Woo.  Deep thoughts by a half-inebriated human.  Is the monkey catching up to me?  Let’s see…

kakjlakjlfkj;aknvjweu0eknlfa/lsdfijQVNO E=mc2 [kerplunka, kerplunka…].

Shit.  I think the monkey is on to something.  E=mc2?  Seriously???! Could someone give this monkey a shot of Prozac or something?  Or…at least pop a few invasive electrodes on his head and subject him to a variety of tests?

Ahem.  Now where was I?  Oh, too, I also think that the “other” more scientific definition of the Universe is an obviously valid one, in that it truly is a vast, almost incomprehensible and infinite region that defies all human linear comprehension.  Having said all of this, despite the scientific Hawkingesque approach one may take to understanding the Universe, the popular understanding of our vast Lady likely stems from Mr. Roddenberry himself.  I am sure that Captain Kirk was less interested with the theory of relativity than obtaining multiple pieces of hot alien booty as he travelled from one sex pod to another.  Did I really say that?  Give the monkey a high-five for me.  Star Trek rules.

Let’s gyrate to the holy hymn of Star Trek shall we?  Ohura was one sexy mama.  Grrrrrrrrrrrrr!  Shake those hips!

Ok.  This leads me to tonight’s short piece (however nonsensical it may be).  It is a piece that is dedicated, not only to those kinkophiles cruising the Universe in too-tight silvery tights, spouting INTP Vulcan misnomers, but to those less repressed individuals who are in touch with both their feminine and masculine sides.

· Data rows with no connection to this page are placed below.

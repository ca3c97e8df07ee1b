use super::*;

pub(crate) fn configure_connection(connection: &Connection) -> Result<()> {
    connection
        .pragma_update_and_check(None, "journal_mode", "WAL", |row| row.get::<_, String>(0))
        .context("failed to set journal_mode=WAL")?;
    connection
        .pragma_update(None, "synchronous", "NORMAL")
        .context("failed to set synchronous=NORMAL")?;
    connection
        .pragma_update(None, "foreign_keys", "ON")
        .context("failed to enable foreign keys")?;
    Ok(())
}

pub(crate) fn ensure_schema(connection: &Connection) -> Result<()> {
    connection
        .execute_batch(
            "
        CREATE TABLE IF NOT EXISTS metadata (
          key TEXT PRIMARY KEY,
          value TEXT NOT NULL
        );

        CREATE TABLE IF NOT EXISTS acts (
          act_id INTEGER PRIMARY KEY AUTOINCREMENT,
          act_type TEXT NOT NULL,
          act_number TEXT NOT NULL,
          year INTEGER,
          act_date TEXT,
          title TEXT NOT NULL,
          issuing_authority TEXT,
          gazette_number TEXT,
          gazette_date TEXT,
          source_url TEXT NOT NULL,
          content_hash TEXT NOT NULL,
          version INTEGER NOT NULL DEFAULT 1,
          strategy TEXT,
          confidence REAL NOT NULL,
          needs_review INTEGER NOT NULL DEFAULT 0,
          created_at TEXT NOT NULL,
          updated_at TEXT NOT NULL,
          last_scraped_at TEXT NOT NULL,
          UNIQUE(act_type, act_number, year)
        );

        CREATE TABLE IF NOT EXISTS articles (
          article_id INTEGER PRIMARY KEY AUTOINCREMENT,
          act_id INTEGER NOT NULL,
          ordinal INTEGER NOT NULL,
          number TEXT NOT NULL,
          label TEXT NOT NULL,
          text TEXT NOT NULL,
          title_nr INTEGER,
          title_denumire TEXT,
          chapter_nr INTEGER,
          chapter_denumire TEXT,
          section_nr INTEGER,
          section_denumire TEXT,
          subsection_nr INTEGER,
          subsection_denumire TEXT,
          UNIQUE(act_id, ordinal),
          FOREIGN KEY(act_id) REFERENCES acts(act_id) ON DELETE CASCADE
        );

        CREATE TABLE IF NOT EXISTS act_anomalies (
          anomaly_id INTEGER PRIMARY KEY AUTOINCREMENT,
          act_id INTEGER NOT NULL,
          kind TEXT NOT NULL,
          severity TEXT NOT NULL,
          message TEXT NOT NULL,
          article_ordinal INTEGER,
          FOREIGN KEY(act_id) REFERENCES acts(act_id) ON DELETE CASCADE
        );

        CREATE TABLE IF NOT EXISTS scrape_failures (
          failure_id INTEGER PRIMARY KEY AUTOINCREMENT,
          source_url TEXT NOT NULL,
          reason TEXT NOT NULL,
          run_id TEXT,
          failed_at TEXT NOT NULL
        );

        CREATE INDEX IF NOT EXISTS idx_acts_source_url ON acts(source_url);
        CREATE INDEX IF NOT EXISTS idx_acts_needs_review ON acts(needs_review);
        CREATE INDEX IF NOT EXISTS idx_articles_act_ordinal ON articles(act_id, ordinal);
        CREATE INDEX IF NOT EXISTS idx_anomalies_act ON act_anomalies(act_id);
        CREATE INDEX IF NOT EXISTS idx_failures_source_url ON scrape_failures(source_url);
        ",
        )
        .context("failed to initialize store schema")?;

    connection
        .execute(
            "INSERT INTO metadata(key, value) VALUES('db_schema_version', ?1)
             ON CONFLICT(key) DO UPDATE SET value = excluded.value",
            params![DB_SCHEMA_VERSION],
        )
        .context("failed to record schema version")?;

    Ok(())
}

The Universe is sexless.  She is a He and He is a She that really is an “It”.  The Universe accepts all forms of sexy and reciprocates with equal charm as we shall see (ever hear of a Gooeyduck?).

Holy mama.  Is it getting hot in here, or did I just witness a Solar flare?

“A darkened void shudders the possibility and flutter of butterfly wing

With ripple effect upon your celestial skin neither milky soft, nor gruff

Breathless sighs magnetised to orbiting delights and craters of lunarscape

Dark and light sides of a blissful polarity so demure yet ravishing…”

Oh Hell.  Loving the Universe is a monumental task.  Give the brainy monkey my Rum and Eggnog and “Live Long and Prosper!”

I’m not a Cardiologist

She’s a sunshine lady, always smiling and hoping that her little heart crack won’t split the difference and cause a racous outpouring of emotion onto her dinner plate whilst her husband glances at her disinterestedly and pauses before saying:

“Please pass the potatoes…” with a low-key voice and a throat-belch from satisfied depths.

Her throbbing arrhythmia is muffled by the sounds of chewing and the clack of stainless on stoneware.

She’s an iron-clad lass, always geared to warm weather and willing to give, give, give before taking nether a drop of dew from the friends and family who love her.  She longs for the occasional rain or snow storm so hot streaking tears can stream down her face.  She accepts this dew as she sips of fermented grape.

A car window is a lovely frame for the searing tears of the heart-broken-face she thinks as she ponders the future car-ride home.  She takes great interest in the contortion that sadness, grief and longing plays upon her skin.

So, she waits as she has always done and the crack starts to split just a little bit more.  Each day threatens a maelstrom – an atomic sized cardiovascular catastrophe threatens to displace her heart from her chest.  Senor Defibrillator may have his work cut out for him when he pauses to electrify those broken heart bits.  Heart break or heart quake?  Another cliche for your ponderance.